## What you will do
Show each line of the data below in which "remap" occurs.

Stored items

---------------

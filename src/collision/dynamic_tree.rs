use std::collections::HashMap;

use crate::core::{aabb::Aabb, rigidbody::BodyHandle};

const NULL_NODE: u32 = u32::MAX;

#[derive(Debug, Clone)]
struct TreeNode {
    /// Fat box for leaves, union of the children for internal nodes.
    aabb: Aabb,
    parent: u32,
    left: u32,
    right: u32,
    /// Leaf payload; `None` for internal and free nodes.
    body: Option<BodyHandle>,
    height: i32,
}

impl TreeNode {
    fn is_leaf(&self) -> bool {
        self.left == NULL_NODE
    }
}

/// Dynamic bounding-volume tree over fat body AABBs.
///
/// Leaves store the tight AABB grown by `margin`, so a body that moves a
/// little stays inside its leaf and the tree is only restructured when the
/// body escapes it.
#[derive(Debug)]
pub struct DynamicTree {
    nodes: Vec<TreeNode>,
    root: u32,
    leaves: HashMap<BodyHandle, u32>,
    free_list: Vec<u32>,
    margin: f32,
}

impl Default for DynamicTree {
    fn default() -> Self {
        Self::new(crate::config::DEFAULT_AABB_MARGIN)
    }
}

impl DynamicTree {
    pub fn new(margin: f32) -> Self {
        Self {
            nodes: Vec::new(),
            root: NULL_NODE,
            leaves: HashMap::new(),
            free_list: Vec::new(),
            margin: margin.max(0.0),
        }
    }

    pub fn margin(&self) -> f32 {
        self.margin
    }

    pub fn len(&self) -> usize {
        self.leaves.len()
    }

    pub fn is_empty(&self) -> bool {
        self.leaves.is_empty()
    }

    pub fn contains(&self, body: BodyHandle) -> bool {
        self.leaves.contains_key(&body)
    }

    /// Height of the root; zero for a single leaf or an empty tree.
    pub fn height(&self) -> i32 {
        if self.root == NULL_NODE {
            0
        } else {
            self.nodes[self.root as usize].height
        }
    }

    pub fn fat_aabb(&self, body: BodyHandle) -> Option<Aabb> {
        self.leaves
            .get(&body)
            .map(|&leaf| self.nodes[leaf as usize].aabb)
    }

    /// Inserts `body` with its tight `aabb`. Re-inserting a known body replaces its leaf.
    pub fn insert(&mut self, body: BodyHandle, aabb: Aabb) {
        if self.leaves.contains_key(&body) {
            self.remove(body);
        }
        let leaf = self.allocate(TreeNode {
            aabb: aabb.expanded(self.margin),
            parent: NULL_NODE,
            left: NULL_NODE,
            right: NULL_NODE,
            body: Some(body),
            height: 0,
        });
        self.leaves.insert(body, leaf);
        self.insert_leaf(leaf);
    }

    /// Removes `body`; returns `false` if it was not in the tree.
    pub fn remove(&mut self, body: BodyHandle) -> bool {
        match self.leaves.remove(&body) {
            Some(leaf) => {
                self.remove_leaf(leaf);
                self.free(leaf);
                true
            }
            None => false,
        }
    }

    /// Moves `body` to a new tight AABB. Returns `true` when the leaf had to be
    /// re-inserted because the box escaped its fat AABB.
    pub fn update(&mut self, body: BodyHandle, aabb: Aabb) -> bool {
        let Some(&leaf) = self.leaves.get(&body) else {
            return false;
        };
        if self.nodes[leaf as usize].aabb.contains(&aabb) {
            return false;
        }
        self.remove_leaf(leaf);
        self.nodes[leaf as usize].aabb = aabb.expanded(self.margin);
        self.insert_leaf(leaf);
        true
    }

    /// Calls `visit` for every body whose fat AABB overlaps `aabb`.
    pub fn query(&self, aabb: &Aabb, mut visit: impl FnMut(BodyHandle)) {
        if self.root == NULL_NODE {
            return;
        }
        let mut stack = vec![self.root];
        while let Some(current) = stack.pop() {
            let node = &self.nodes[current as usize];
            if !node.aabb.intersects(aabb) {
                continue;
            }
            if node.is_leaf() {
                if let Some(body) = node.body {
                    visit(body);
                }
            } else {
                stack.push(node.left);
                stack.push(node.right);
            }
        }
    }

    pub fn clear(&mut self) {
        self.nodes.clear();
        self.leaves.clear();
        self.free_list.clear();
        self.root = NULL_NODE;
    }

    fn allocate(&mut self, node: TreeNode) -> u32 {
        if let Some(index) = self.free_list.pop() {
            self.nodes[index as usize] = node;
            index
        } else {
            self.nodes.push(node);
            (self.nodes.len() - 1) as u32
        }
    }

    fn free(&mut self, index: u32) {
        let node = &mut self.nodes[index as usize];
        node.body = None;
        node.parent = NULL_NODE;
        node.left = NULL_NODE;
        node.right = NULL_NODE;
        node.height = -1;
        self.free_list.push(index);
    }

    fn insert_leaf(&mut self, leaf: u32) {
        if self.root == NULL_NODE {
            self.root = leaf;
            self.nodes[leaf as usize].parent = NULL_NODE;
            return;
        }

        let leaf_aabb = self.nodes[leaf as usize].aabb;
        let sibling = self.find_best_sibling(&leaf_aabb);

        let old_parent = self.nodes[sibling as usize].parent;
        let new_parent = self.allocate(TreeNode {
            aabb: leaf_aabb.union(self.nodes[sibling as usize].aabb),
            parent: old_parent,
            left: sibling,
            right: leaf,
            body: None,
            height: self.nodes[sibling as usize].height + 1,
        });
        self.nodes[sibling as usize].parent = new_parent;
        self.nodes[leaf as usize].parent = new_parent;

        if old_parent == NULL_NODE {
            self.root = new_parent;
        } else {
            let parent = &mut self.nodes[old_parent as usize];
            if parent.left == sibling {
                parent.left = new_parent;
            } else {
                parent.right = new_parent;
            }
        }

        self.refit(new_parent);
    }

    fn remove_leaf(&mut self, leaf: u32) {
        if leaf == self.root {
            self.root = NULL_NODE;
            return;
        }

        let parent = self.nodes[leaf as usize].parent;
        let grandparent = self.nodes[parent as usize].parent;
        let sibling = if self.nodes[parent as usize].left == leaf {
            self.nodes[parent as usize].right
        } else {
            self.nodes[parent as usize].left
        };

        if grandparent == NULL_NODE {
            self.root = sibling;
            self.nodes[sibling as usize].parent = NULL_NODE;
        } else {
            let node = &mut self.nodes[grandparent as usize];
            if node.left == parent {
                node.left = sibling;
            } else {
                node.right = sibling;
            }
            self.nodes[sibling as usize].parent = grandparent;
            self.refit(grandparent);
        }

        self.nodes[leaf as usize].parent = NULL_NODE;
        self.free(parent);
    }

    /// Branch-and-bound search for the sibling minimizing the surface area
    /// added to the tree.
    fn find_best_sibling(&self, leaf_aabb: &Aabb) -> u32 {
        let mut best = self.root;
        let mut best_cost = leaf_aabb
            .union(self.nodes[self.root as usize].aabb)
            .surface_area();

        let mut stack = vec![(self.root, 0.0_f32)];
        while let Some((current, inherited)) = stack.pop() {
            let node = &self.nodes[current as usize];
            let direct = leaf_aabb.union(node.aabb).surface_area();
            let cost = direct + inherited;
            if cost < best_cost {
                best = current;
                best_cost = cost;
            }

            if node.is_leaf() {
                continue;
            }
            let child_inherited = inherited + direct - node.aabb.surface_area();
            let lower_bound = leaf_aabb.surface_area() + child_inherited;
            if lower_bound < best_cost {
                stack.push((node.left, child_inherited));
                stack.push((node.right, child_inherited));
            }
        }
        best
    }

    /// Walks from `start` to the root, rebalancing and refitting each
    /// ancestor.
    fn refit(&mut self, start: u32) {
        let mut current = start;
        while current != NULL_NODE {
            current = self.balance(current);
            self.recompute(current);
            current = self.nodes[current as usize].parent;
        }
    }

    fn recompute(&mut self, index: u32) {
        let (left, right) = {
            let node = &self.nodes[index as usize];
            (node.left, node.right)
        };
        let left_node = &self.nodes[left as usize];
        let right_node = &self.nodes[right as usize];
        let aabb = left_node.aabb.union(right_node.aabb);
        let height = 1 + left_node.height.max(right_node.height);

        let node = &mut self.nodes[index as usize];
        node.aabb = aabb;
        node.height = height;
    }

    /// Rotates the taller child of `index` up when the child heights differ
    /// by more than one. Returns the node now occupying `index`'s slot.
    fn balance(&mut self, index: u32) -> u32 {
        let node = &self.nodes[index as usize];
        if node.is_leaf() || node.height < 2 {
            return index;
        }
        let (left, right) = (node.left, node.right);
        let skew = self.nodes[right as usize].height - self.nodes[left as usize].height;
        if skew > 1 {
            self.rotate_up(index, right, false)
        } else if skew < -1 {
            self.rotate_up(index, left, true)
        } else {
            index
        }
    }

    /// Promotes `child` into `index`'s place. The taller grandchild stays
    /// under `child`, the shorter one moves down to `index`.
    fn rotate_up(&mut self, index: u32, child: u32, child_is_left: bool) -> u32 {
        let (first, second) = {
            let node = &self.nodes[child as usize];
            (node.left, node.right)
        };
        let (keep, moved) =
            if self.nodes[first as usize].height > self.nodes[second as usize].height {
                (first, second)
            } else {
                (second, first)
            };

        let parent = self.nodes[index as usize].parent;
        if parent == NULL_NODE {
            self.root = child;
        } else {
            let parent_node = &mut self.nodes[parent as usize];
            if parent_node.left == index {
                parent_node.left = child;
            } else {
                parent_node.right = child;
            }
        }

        {
            let promoted = &mut self.nodes[child as usize];
            promoted.parent = parent;
            promoted.left = index;
            promoted.right = keep;
        }
        {
            let demoted = &mut self.nodes[index as usize];
            demoted.parent = child;
            if child_is_left {
                demoted.left = moved;
            } else {
                demoted.right = moved;
            }
        }
        self.nodes[moved as usize].parent = index;

        self.recompute(index);
        self.recompute(child);
        child
    }

    /// Checks parent links, heights and containment for every reachable node.
    #[cfg(test)]
    fn assert_consistent(&self) {
        if self.root == NULL_NODE {
            assert!(self.leaves.is_empty());
            return;
        }
        assert_eq!(self.nodes[self.root as usize].parent, NULL_NODE);
        let mut leaf_count = 0;
        let mut stack = vec![self.root];
        while let Some(current) = stack.pop() {
            let node = &self.nodes[current as usize];
            if node.is_leaf() {
                leaf_count += 1;
                assert_eq!(node.height, 0);
                let body = node.body.expect("leaf without body");
                assert_eq!(self.leaves[&body], current);
                continue;
            }
            for child in [node.left, node.right] {
                assert_eq!(self.nodes[child as usize].parent, current);
                assert!(node.aabb.contains(&self.nodes[child as usize].aabb));
                stack.push(child);
            }
            let expected = 1 + self.nodes[node.left as usize]
                .height
                .max(self.nodes[node.right as usize].height);
            assert_eq!(node.height, expected);
        }
        assert_eq!(leaf_count, self.leaves.len());
    }
}

#[cfg(test)]
mod tests {
    use super::*;
    use glam::Vec3;

    fn handle(index: u32) -> BodyHandle {
        BodyHandle::new(index, 0)
    }

    fn unit_box(center: Vec3) -> Aabb {
        Aabb::from_center_half_extents(center, Vec3::splat(0.5))
    }

    #[test]
    fn insert_and_remove_keep_tree_consistent() {
        let mut tree = DynamicTree::new(0.1);
        for i in 0..32 {
            tree.insert(handle(i), unit_box(Vec3::new(i as f32 * 1.5, 0.0, 0.0)));
            tree.assert_consistent();
        }
        assert_eq!(tree.len(), 32);
        for i in (0..32).step_by(3) {
            assert!(tree.remove(handle(i)));
            tree.assert_consistent();
        }
        assert!(!tree.remove(handle(0)));
        assert_eq!(tree.len(), 21);
    }

    #[test]
    fn sorted_inserts_keep_tree_shallow() {
        let mut tree = DynamicTree::new(0.1);
        for i in 0..256 {
            tree.insert(handle(i), unit_box(Vec3::new(i as f32 * 2.0, 0.0, 0.0)));
        }
        tree.assert_consistent();
        assert!(tree.height() <= 20, "height {}", tree.height());

        for i in (0..256).filter(|i| i % 4 != 0) {
            tree.remove(handle(i));
        }
        tree.assert_consistent();
        assert!(tree.height() <= 16, "height {}", tree.height());
    }

    #[test]
    fn small_motion_stays_in_fat_aabb() {
        let mut tree = DynamicTree::new(0.1);
        tree.insert(handle(0), unit_box(Vec3::ZERO));
        assert!(!tree.update(handle(0), unit_box(Vec3::new(0.05, 0.0, 0.0))));
        assert!(tree.update(handle(0), unit_box(Vec3::new(2.0, 0.0, 0.0))));
        let fat = tree.fat_aabb(handle(0)).unwrap();
        assert!(fat.contains(&unit_box(Vec3::new(2.0, 0.0, 0.0))));
        tree.assert_consistent();
    }

    #[test]
    fn query_matches_brute_force() {
        let mut tree = DynamicTree::new(0.0);
        let boxes: Vec<Aabb> = (0..40)
            .map(|i| {
                let f = i as f32;
                unit_box(Vec3::new((f * 0.7).sin() * 5.0, (f * 1.3).cos() * 5.0, f * 0.2))
            })
            .collect();
        for (i, aabb) in boxes.iter().enumerate() {
            tree.insert(handle(i as u32), *aabb);
        }

        let probe = Aabb::new(Vec3::new(-2.0, -2.0, 0.0), Vec3::new(2.0, 2.0, 4.0));
        let mut found = Vec::new();
        tree.query(&probe, |body| found.push(body.index()));
        found.sort_unstable();

        let expected: Vec<usize> = boxes
            .iter()
            .enumerate()
            .filter(|(_, aabb)| aabb.intersects(&probe))
            .map(|(i, _)| i)
            .collect();
        assert_eq!(found, expected);
    }
}
use std::collections::HashMap;

use glam::Vec3;
use serde::{Deserialize, Serialize};

use super::aabb::Aabb;

/// Single triangle in a concave shape's local space.
#[derive(Debug, Clone, Copy, PartialEq)]
pub struct Triangle {
    pub vertices: [Vec3; 3],
}

impl Triangle {
    pub fn new(a: Vec3, b: Vec3, c: Vec3) -> Self {
        Self {
            vertices: [a, b, c],
        }
    }

    pub fn aabb(&self) -> Aabb {
        Aabb::from_points(&self.vertices)
    }

    pub fn normal(&self) -> Vec3 {
        let [a, b, c] = self.vertices;
        (b - a).cross(c - a).normalize_or_zero()
    }
}

/// Triangle soup used as a static concave collision shape.
#[derive(Debug, Clone, Serialize, Deserialize)]
pub struct TriangleMesh {
    pub vertices: Vec<Vec3>,
    pub indices: Vec<[u32; 3]>,
    pub bounds: Aabb,
}

impl TriangleMesh {
    pub fn builder(vertices: Vec<Vec3>, indices: Vec<[u32; 3]>) -> MeshBuilder {
        MeshBuilder::new(vertices, indices)
    }

    pub fn triangle(&self, index: usize) -> Triangle {
        let [a, b, c] = self.indices[index];
        Triangle::new(
            self.vertices[a as usize],
            self.vertices[b as usize],
            self.vertices[c as usize],
        )
    }

    pub fn triangle_count(&self) -> usize {
        self.indices.len()
    }

    /// Whether every index refers to an existing vertex.
    pub fn is_well_formed(&self) -> bool {
        !self.indices.is_empty()
            && self
                .indices
                .iter()
                .flatten()
                .all(|&i| (i as usize) < self.vertices.len())
    }

    /// Calls `visit` for every triangle whose bounds overlap `region`.
    pub fn for_each_triangle_in(&self, region: &Aabb, mut visit: impl FnMut(Triangle)) {
        if !self.bounds.intersects(region) {
            return;
        }
        for index in 0..self.indices.len() {
            let triangle = self.triangle(index);
            if triangle.aabb().intersects(region) {
                visit(triangle);
            }
        }
    }
}

pub struct MeshBuilder {
    vertices: Vec<Vec3>,
    indices: Vec<[u32; 3]>,
}

impl MeshBuilder {
    pub fn new(vertices: Vec<Vec3>, indices: Vec<[u32; 3]>) -> Self {
        Self { vertices, indices }
    }

    /// Merges vertices closer than `epsilon` and drops triangles that collapse.
    pub fn weld_vertices(mut self, epsilon: f32) -> Self {
        if epsilon <= 0.0 {
            return self;
        }
        let inv = 1.0 / epsilon;
        let mut lookup: HashMap<(i64, i64, i64), u32> = HashMap::new();
        let mut remap = Vec::with_capacity(self.vertices.len());
        let mut welded = Vec::with_capacity(self.vertices.len());

        for v in &self.vertices {
            let key = (
                (v.x * inv).round() as i64,
                (v.y * inv).round() as i64,
                (v.z * inv).round() as i64,
            );
            let index = *lookup.entry(key).or_insert_with(|| {
                welded.push(*v);
                (welded.len() - 1) as u32
            });
            remap.push(index);
        }

        self.indices = self
            .indices
            .iter()
            .filter_map(|tri| {
                let mapped = tri.map(|i| remap.get(i as usize).copied().unwrap_or(u32::MAX));
                let distinct =
                    mapped[0] != mapped[1] && mapped[1] != mapped[2] && mapped[0] != mapped[2];
                (distinct && !mapped.contains(&u32::MAX)).then_some(mapped)
            })
            .collect();
        self.vertices = welded;
        self
    }

    pub fn build(self) -> TriangleMesh {
        let bounds = Aabb::from_points(&self.vertices);
        TriangleMesh {
            vertices: self.vertices,
            indices: self.indices,
            bounds,
        }
    }
}

/// Regular grid of heights centered on the local origin, rows along Z and
/// columns along X.
#[derive(Debug, Clone, Serialize, Deserialize)]
pub struct HeightField {
    pub rows: usize,
    pub columns: usize,
    pub heights: Vec<f32>,
    /// Spacing between samples along X and Z, multiplier for heights along Y.
    pub scale: Vec3,
    pub bounds: Aabb,
}

impl HeightField {
    pub fn new(rows: usize, columns: usize, heights: Vec<f32>, scale: Vec3) -> Self {
        let mut field = Self {
            rows,
            columns,
            heights,
            scale,
            bounds: Aabb::EMPTY,
        };
        field.bounds = field.compute_bounds();
        field
    }

    pub fn is_well_formed(&self) -> bool {
        self.rows >= 2
            && self.columns >= 2
            && self.heights.len() == self.rows * self.columns
            && self.scale.cmpgt(Vec3::ZERO).all()
    }

    fn compute_bounds(&self) -> Aabb {
        if self.heights.is_empty() || self.rows < 2 || self.columns < 2 {
            return Aabb::EMPTY;
        }
        let (lo, hi) = self
            .heights
            .iter()
            .fold((f32::INFINITY, f32::NEG_INFINITY), |(lo, hi), h| {
                (lo.min(*h), hi.max(*h))
            });
        let half_x = (self.columns - 1) as f32 * self.scale.x * 0.5;
        let half_z = (self.rows - 1) as f32 * self.scale.z * 0.5;
        Aabb::new(
            Vec3::new(-half_x, lo * self.scale.y, -half_z),
            Vec3::new(half_x, hi * self.scale.y, half_z),
        )
    }

    pub fn vertex(&self, row: usize, column: usize) -> Vec3 {
        let half_x = (self.columns - 1) as f32 * self.scale.x * 0.5;
        let half_z = (self.rows - 1) as f32 * self.scale.z * 0.5;
        Vec3::new(
            column as f32 * self.scale.x - half_x,
            self.heights[row * self.columns + column] * self.scale.y,
            row as f32 * self.scale.z - half_z,
        )
    }

    /// Calls `visit` for both triangles of every grid cell overlapping `region`.
    pub fn for_each_triangle_in(&self, region: &Aabb, mut visit: impl FnMut(Triangle)) {
        if !self.is_well_formed() || !self.bounds.intersects(region) {
            return;
        }
        let origin = self.bounds.min;
        let to_cell = |value: f32, start: f32, spacing: f32, cells: usize| -> usize {
            (((value - start) / spacing).floor().max(0.0) as usize).min(cells - 1)
        };
        let col_lo = to_cell(region.min.x, origin.x, self.scale.x, self.columns - 1);
        let col_hi = to_cell(region.max.x, origin.x, self.scale.x, self.columns - 1);
        let row_lo = to_cell(region.min.z, origin.z, self.scale.z, self.rows - 1);
        let row_hi = to_cell(region.max.z, origin.z, self.scale.z, self.rows - 1);

        for row in row_lo..=row_hi {
            for column in col_lo..=col_hi {
                let v00 = self.vertex(row, column);
                let v01 = self.vertex(row, column + 1);
                let v10 = self.vertex(row + 1, column);
                let v11 = self.vertex(row + 1, column + 1);
                for triangle in [Triangle::new(v00, v10, v01), Triangle::new(v01, v10, v11)] {
                    if triangle.aabb().intersects(region) {
                        visit(triangle);
                    }
                }
            }
        }
    }
}

#[cfg(test)]
mod tests {
    use super::*;

    #[test]
    fn welding_merges_duplicate_vertices() {
        let vertices = vec![
            Vec3::ZERO,
            Vec3::X,
            Vec3::Z,
            Vec3::new(1e-5, 0.0, 0.0),
            Vec3::new(1.0, 0.0, 1.0),
        ];
        let mesh = TriangleMesh::builder(vertices, vec![[0, 1, 2], [3, 4, 1]])
            .weld_vertices(1e-3)
            .build();
        assert_eq!(mesh.vertices.len(), 4);
        assert_eq!(mesh.triangle_count(), 2);
        assert!(mesh.is_well_formed());
    }

    #[test]
    fn heightfield_triangles_face_up() {
        let field = HeightField::new(3, 3, vec![0.0; 9], Vec3::ONE);
        let mut count = 0;
        field.for_each_triangle_in(&field.bounds, |triangle| {
            count += 1;
            assert!(triangle.normal().y > 0.99);
        });
        assert_eq!(count, 8);
    }
}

---------------

## Exercise response
        let mut remap = Vec::with_capacity(self.vertices.len());
            remap.push(index);
                let mapped = tri.map(|i| remap.get(i as usize).copied().unwrap_or(u32::MAX));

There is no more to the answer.